-- SOURCE RECORDS follows --
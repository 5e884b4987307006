use actix_web::{
    Error,
    body::MessageBody,
    dev::{ServiceRequest, ServiceResponse},
    http::StatusCode,
};
use tracing::{Level, Span};
use tracing_actix_web::{DefaultRootSpanBuilder, RootSpanBuilder};

/// Probes and scrapers hit these constantly; keep them out of the request log
const QUIET_PATHS: [&str; 2] = ["/api/v1/healthz", "/api/v1/metrics"];

/// Root span builder (tracing) for Actix Web
pub struct SlotbookTracingRootSpanBuilder;

impl RootSpanBuilder for SlotbookTracingRootSpanBuilder {
    fn on_request_start(request: &ServiceRequest) -> Span {
        let level = if QUIET_PATHS.contains(&request.path()) {
            Level::DEBUG
        } else {
            Level::INFO
        };
        tracing_actix_web::root_span!(level = level, request)
    }

    fn on_request_end<B: MessageBody>(span: Span, outcome: &Result<ServiceResponse<B>, Error>) {
        match outcome {
            Ok(response) if !QUIET_PATHS.contains(&response.request().path()) => {
                log_response(response);
            }
            Ok(_) => {}
            Err(err) => {
                tracing::error!(error = %err, "Request failed before a response was produced");
            }
        }

        DefaultRootSpanBuilder::on_request_end(span, outcome);
    }
}

/// One line per finished request.
///
/// Slot contention (409) and rate limiting (429) are routine outcomes of
/// concurrent booking traffic; logging them as warnings would drown the
/// signal, so only the remaining client errors warn.
fn log_response<B: MessageBody>(response: &ServiceResponse<B>) {
    let status = response.status();
    let method = response.request().method();
    let path = response.request().path();

    let routine_contention =
        status == StatusCode::CONFLICT || status == StatusCode::TOO_MANY_REQUESTS;

    if status.is_server_error() {
        tracing::error!(status = status.as_u16(), "{} {} => {}", method, path, status);
    } else if status.is_client_error() && !routine_contention {
        tracing::warn!(status = status.as_u16(), "{} {} => {}", method, path, status);
    } else {
        tracing::info!(status = status.as_u16(), "{} {} => {}", method, path, status);
    }
}
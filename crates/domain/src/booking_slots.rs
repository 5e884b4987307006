use std::collections::VecDeque;

use chrono::{DateTime, NaiveDate, TimeDelta, Utc, prelude::*};
use chrono_tz::Tz;
use serde::Serialize;

use crate::{event_type::WorkingHours, timezone};

/// A bookable half-open interval `[start, start + duration)`
#[derive(Serialize, Clone, Copy, PartialEq, Debug)]
#[serde(rename_all = "camelCase")]
pub struct Slot {
    pub start: DateTime<Utc>,
    pub end: DateTime<Utc>,
}

/// Candidate slots for one local calendar day in the host timezone.
///
/// Starts are placed at multiples of `interval` from the working-hours start
/// and a slot must end at or before the working-hours end. Local times that
/// do not exist on this day (spring forward) are skipped; ambiguous local
/// times resolve to the earlier instant.
pub fn enumerate_day(
    date: NaiveDate,
    working_hours: &[&WorkingHours],
    duration: TimeDelta,
    interval: TimeDelta,
    tz: &Tz,
) -> Vec<Slot> {
    let mut slots = Vec::new();
    if duration <= TimeDelta::zero() || interval <= TimeDelta::zero() {
        return slots;
    }

    for rule in working_hours {
        if rule.day != date.weekday() {
            continue;
        }

        let mut cursor = date.and_time(rule.start);
        let day_end = date.and_time(rule.end);
        while cursor + duration <= day_end {
            if let Some(start) = timezone::to_instant(cursor, tz) {
                slots.push(Slot {
                    start,
                    end: start + duration,
                });
            }
            cursor += interval;
        }
    }

    slots.sort_by_key(|s| s.start);
    slots.dedup();
    slots
}

/// Slots of one local calendar date, for display grouping
#[derive(Debug, Serialize, PartialEq)]
#[serde(rename_all = "camelCase")]
pub struct SlotsDate {
    pub date: String,
    pub slots: Vec<Slot>,
}

impl SlotsDate {
    fn new(slots: &mut VecDeque<Slot>, tz: &Tz) -> Option<Self> {
        let date = format_local_date(&slots.front()?.start, tz);
        let mut date_slots = Vec::new();

        while let Some(slot) = slots.front() {
            if format_local_date(&slot.start, tz) != date {
                break;
            }
            // Unwrap is fine, front() was Some
            #[allow(clippy::unwrap_used)]
            date_slots.push(slots.pop_front().unwrap());
        }

        Some(Self {
            date,
            slots: date_slots,
        })
    }
}

/// Group slots by their local calendar date in the given (guest) timezone.
///
/// Input order is preserved inside each group; groups come out in ascending
/// date order when the input is sorted by start.
pub fn group_slots_by_date(slots: Vec<Slot>, tz: &Tz) -> Vec<SlotsDate> {
    let mut slots = slots.into_iter().collect::<VecDeque<_>>();
    let mut dates = Vec::new();

    while let Some(date) = SlotsDate::new(&mut slots, tz) {
        dates.push(date);
    }

    dates
}

fn format_local_date(instant: &DateTime<Utc>, tz: &Tz) -> String {
    instant.with_timezone(tz).format("%Y-%m-%d").to_string()
}

#[cfg(test)]
mod test {
    use chrono::NaiveTime;

    use super::*;

    fn hours(day: Weekday, start: (u32, u32), end: (u32, u32)) -> WorkingHours {
        WorkingHours {
            day,
            start: NaiveTime::from_hms_opt(start.0, start.1, 0).unwrap(),
            end: NaiveTime::from_hms_opt(end.0, end.1, 0).unwrap(),
        }
    }

    #[test]
    fn enumerates_aligned_slots_within_working_hours() {
        let tz = chrono_tz::UTC;
        let rules = [hours(Weekday::Mon, (9, 0), (10, 0))];
        let refs: Vec<&WorkingHours> = rules.iter().collect();

        let slots = enumerate_day(
            NaiveDate::from_ymd_opt(2024, 1, 15).unwrap(),
            &refs,
            TimeDelta::minutes(30),
            TimeDelta::minutes(15),
            &tz,
        );

        let starts: Vec<String> = slots
            .iter()
            .map(|s| s.start.format("%H:%M").to_string())
            .collect();
        // last slot must end by 10:00
        assert_eq!(starts, vec!["09:00", "09:15", "09:30"]);
        assert_eq!(slots[0].end - slots[0].start, TimeDelta::minutes(30));
    }

    #[test]
    fn other_weekdays_produce_nothing() {
        let tz = chrono_tz::UTC;
        let rules = [hours(Weekday::Tue, (9, 0), (17, 0))];
        let refs: Vec<&WorkingHours> = rules.iter().collect();

        // 2024-01-15 is a Monday
        let slots = enumerate_day(
            NaiveDate::from_ymd_opt(2024, 1, 15).unwrap(),
            &refs,
            TimeDelta::minutes(30),
            TimeDelta::minutes(30),
            &tz,
        );
        assert!(slots.is_empty());
    }

    #[test]
    fn split_shifts_enumerate_both_intervals() {
        let tz = chrono_tz::UTC;
        let rules = [
            hours(Weekday::Mon, (13, 0), (14, 0)),
            hours(Weekday::Mon, (9, 0), (10, 0)),
        ];
        let refs: Vec<&WorkingHours> = rules.iter().collect();

        let slots = enumerate_day(
            NaiveDate::from_ymd_opt(2024, 1, 15).unwrap(),
            &refs,
            TimeDelta::minutes(60),
            TimeDelta::minutes(60),
            &tz,
        );
        let starts: Vec<String> = slots
            .iter()
            .map(|s| s.start.format("%H:%M").to_string())
            .collect();
        assert_eq!(starts, vec!["09:00", "13:00"]);
    }

    #[test]
    fn spring_forward_skips_nonexistent_starts() {
        // New York, 2024-03-10: 02:00-03:00 local does not exist
        let tz = chrono_tz::America::New_York;
        let rules = [hours(Weekday::Sun, (1, 0), (4, 0))];
        let refs: Vec<&WorkingHours> = rules.iter().collect();

        let slots = enumerate_day(
            NaiveDate::from_ymd_opt(2024, 3, 10).unwrap(),
            &refs,
            TimeDelta::minutes(30),
            TimeDelta::minutes(30),
            &tz,
        );

        let local_starts: Vec<String> = slots
            .iter()
            .map(|s| {
                s.start
                    .with_timezone(&tz)
                    .format("%H:%M")
                    .to_string()
            })
            .collect();
        // 02:00 and 02:30 never happened on this day
        assert_eq!(local_starts, vec!["01:00", "01:30", "03:00", "03:30"]);
    }

    #[test]
    fn spring_forward_working_day_starts_at_first_existing_instant() {
        let tz = chrono_tz::America::New_York;
        let rules = [hours(Weekday::Sun, (9, 0), (17, 0))];
        let refs: Vec<&WorkingHours> = rules.iter().collect();

        let slots = enumerate_day(
            NaiveDate::from_ymd_opt(2024, 3, 10).unwrap(),
            &refs,
            TimeDelta::minutes(30),
            TimeDelta::minutes(15),
            &tz,
        );

        // 09:00 EDT == 13:00 UTC on the spring-forward day
        assert_eq!(slots[0].start.to_rfc3339(), "2024-03-10T13:00:00+00:00");
        assert!(slots.iter().all(|s| {
            let local = s.start.with_timezone(&tz).time();
            local >= NaiveTime::from_hms_opt(9, 0, 0).unwrap()
        }));
    }

    #[test]
    fn fall_back_duplicated_hour_dedupes_to_earlier_instant() {
        // New York, 2024-11-03: 01:00-02:00 local happens twice
        let tz = chrono_tz::America::New_York;
        let rules = [hours(Weekday::Sun, (1, 0), (2, 0))];
        let refs: Vec<&WorkingHours> = rules.iter().collect();

        let slots = enumerate_day(
            NaiveDate::from_ymd_opt(2024, 11, 3).unwrap(),
            &refs,
            TimeDelta::minutes(30),
            TimeDelta::minutes(30),
            &tz,
        );

        // first occurrences of 01:00 and 01:30 local are EDT instants
        assert_eq!(slots.len(), 2);
        assert_eq!(slots[0].start.to_rfc3339(), "2024-11-03T05:00:00+00:00");
        assert_eq!(slots[1].start.to_rfc3339(), "2024-11-03T05:30:00+00:00");
    }

    #[test]
    fn groups_slots_by_guest_local_date() {
        let tz = chrono_tz::America::New_York;
        let base = DateTime::parse_from_rfc3339("2024-01-15T23:00:00Z")
            .unwrap()
            .to_utc();

        // 23:00Z is 18:00 local, 05:00Z next day is 00:00 local on the 16th
        let slots: Vec<Slot> = (0..4)
            .map(|i| {
                let start = base + TimeDelta::hours(2 * i);
                Slot {
                    start,
                    end: start + TimeDelta::minutes(30),
                }
            })
            .collect();

        let dates = group_slots_by_date(slots, &tz);
        assert_eq!(dates.len(), 2);
        assert_eq!(dates[0].date, "2024-01-15");
        assert_eq!(dates[0].slots.len(), 3);
        assert_eq!(dates[1].date, "2024-01-16");
        assert_eq!(dates[1].slots.len(), 1);
    }

    #[test]
    fn grouping_empty_slots_is_empty() {
        assert!(group_slots_by_date(Vec::new(), &chrono_tz::UTC).is_empty());
    }
}
use std::{collections::HashMap, sync::Mutex};

use slotbook_domain::{Host, ID};

use super::IHostRepo;

#[derive(Default)]
pub struct InMemoryHostRepo {
    hosts: Mutex<HashMap<ID, Host>>,
}

impl InMemoryHostRepo {
    pub fn new() -> Self {
        Self::default()
    }

    fn with_lock<T>(&self, f: impl FnOnce(&mut HashMap<ID, Host>) -> T) -> T {
        let mut guard = match self.hosts.lock() {
            Ok(guard) => guard,
            Err(poisoned) => poisoned.into_inner(),
        };
        f(&mut guard)
    }
}

#[async_trait::async_trait]
impl IHostRepo for InMemoryHostRepo {
    async fn insert(&self, host: &Host) -> anyhow::Result<()> {
        self.with_lock(|hosts| hosts.insert(host.id.clone(), host.clone()));
        Ok(())
    }

    async fn save(&self, host: &Host) -> anyhow::Result<()> {
        self.insert(host).await
    }

    async fn find(&self, host_id: &ID) -> anyhow::Result<Option<Host>> {
        Ok(self.with_lock(|hosts| hosts.get(host_id).cloned()))
    }
}
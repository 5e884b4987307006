use chrono::{DateTime, TimeDelta, Utc};
use serde::{Deserialize, Serialize};

use crate::shared::entity::{Entity, ID};

/// Scopes a connected account must hold for availability to use it
pub const REQUIRED_OAUTH_SCOPES: [&str; 2] = [
    "https://www.googleapis.com/auth/calendar.readonly",
    "https://www.googleapis.com/auth/calendar.freebusy",
];

/// Access tokens are refreshed once they are within this skew of expiry
pub const TOKEN_EXPIRY_SKEW_SECONDS: i64 = 60;

/// One external calendar account connected by a host.
///
/// Token fields hold ciphertext sealed by the token vault, never plaintext.
#[derive(Debug, Clone, Serialize, Deserialize)]
#[serde(rename_all = "camelCase")]
pub struct ConnectedAccount {
    pub id: ID,
    pub host_id: ID,
    /// Identity at the provider, e.g. the account email
    pub external_identity: String,
    pub sealed_access_token: String,
    pub sealed_refresh_token: String,
    pub access_token_expires_at: DateTime<Utc>,
    pub scopes: Vec<String>,
    /// Flipped to false when a token refresh fails; re-consent flips it back
    pub valid: bool,
    /// Soft-failure counter bumped when a busy fetch errors
    pub failed_busy_fetches: i64,
    pub last_synced_at: Option<DateTime<Utc>>,
}

impl Entity<ID> for ConnectedAccount {
    fn id(&self) -> ID {
        self.id.clone()
    }
}

impl ConnectedAccount {
    pub fn has_required_scopes(&self) -> bool {
        REQUIRED_OAUTH_SCOPES
            .iter()
            .all(|required| self.scopes.iter().any(|s| s == required))
    }

    /// Whether availability may query this account at all
    pub fn usable_for_busy(&self) -> bool {
        self.valid && self.has_required_scopes()
    }

    /// Whether the access token needs a refresh before the next request
    pub fn token_expiring(&self, now: DateTime<Utc>) -> bool {
        now + TimeDelta::seconds(TOKEN_EXPIRY_SKEW_SECONDS) > self.access_token_expires_at
    }
}

/// A calendar reconciled from the provider's list for one account.
///
/// Selection is host-controlled and survives reconciliation.
#[derive(Debug, Clone, Serialize, Deserialize, PartialEq)]
#[serde(rename_all = "camelCase")]
pub struct Calendar {
    pub id: ID,
    pub account_id: ID,
    /// Identifier at the provider
    pub external_id: String,
    pub name: String,
    pub writable: bool,
    /// Whether busy blocks from this calendar gate availability
    pub selected_for_busy: bool,
}

impl Entity<ID> for Calendar {
    fn id(&self) -> ID {
        self.id.clone()
    }
}

impl Calendar {
    /// Only writable calendars can receive booking events
    pub fn destination_eligible(&self) -> bool {
        self.writable
    }
}

#[cfg(test)]
mod test {
    use super::*;

    fn account() -> ConnectedAccount {
        ConnectedAccount {
            id: Default::default(),
            host_id: Default::default(),
            external_identity: "host@example.com".into(),
            sealed_access_token: "sealed".into(),
            sealed_refresh_token: "sealed".into(),
            access_token_expires_at: DateTime::from_timestamp_millis(10_000_000).unwrap(),
            scopes: REQUIRED_OAUTH_SCOPES.iter().map(|s| s.to_string()).collect(),
            valid: true,
            failed_busy_fetches: 0,
            last_synced_at: None,
        }
    }

    #[test]
    fn invalid_or_underscoped_accounts_are_not_usable() {
        assert!(account().usable_for_busy());

        let mut invalid = account();
        invalid.valid = false;
        assert!(!invalid.usable_for_busy());

        let mut underscoped = account();
        underscoped.scopes.pop();
        assert!(!underscoped.usable_for_busy());
    }

    #[test]
    fn token_refresh_uses_a_sixty_second_skew() {
        let acc = account();
        let expiry = acc.access_token_expires_at;
        assert!(!acc.token_expiring(expiry - TimeDelta::seconds(61)));
        assert!(acc.token_expiring(expiry - TimeDelta::seconds(59)));
        assert!(acc.token_expiring(expiry + TimeDelta::seconds(1)));
    }
}
//! Long-lived OCR daemon speaking line-delimited JSON-RPC over stdio.
//!
//! The daemon reads one request per line from standard input, dispatches
//! it to a small fixed method set (`ocr_text`, `initialize`, `shutdown`,
//! `notifications/cancelled`), and writes the response to standard output
//! before reading the next line. Diagnostics travel on stderr through
//! structured telemetry, keeping the primary stream pure protocol.
//!
//! Image acquisition and text recognition are external collaborators
//! behind the [`image::AcquireImage`] and [`recognizer::RecogniseText`]
//! capabilities: remote and inline image sources are staged to temporary
//! files, recognition shells out to a configured engine binary. The
//! dispatch core only ever sees a local path and an ordered line sequence.

pub mod cli;
pub mod dispatch;
pub mod image;
pub mod recognizer;
pub mod session;
pub mod telemetry;

pub use cli::Cli;
pub use dispatch::{MethodRouter, Outcome};
pub use image::{AcquireImage, HttpImageAcquirer};
pub use recognizer::{CommandRecognizer, RecogniseText};
pub use session::Session;
pub use telemetry::{TelemetryError, TelemetryHandle};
-- SOURCE RECORDS concluded --
- WORK REQUEST
From the opening line of the data above through the line that contains "fn on_request_start(request: &ServiceRequest)", please print each line as it stands and only those lines.

- WRITTEN RESPONSE
repository 5e884b4987307006
use actix_web::{
    Error,
    body::MessageBody,
    dev::{ServiceRequest, ServiceResponse},
    http::StatusCode,
};
use tracing::{Level, Span};
use tracing_actix_web::{DefaultRootSpanBuilder, RootSpanBuilder};

/// Probes and scrapers hit these constantly; keep them out of the request log
const QUIET_PATHS: [&str; 2] = ["/api/v1/healthz", "/api/v1/metrics"];

/// Root span builder (tracing) for Actix Web
pub struct SlotbookTracingRootSpanBuilder;

impl RootSpanBuilder for SlotbookTracingRootSpanBuilder {
    fn on_request_start(request: &ServiceRequest) -> Span {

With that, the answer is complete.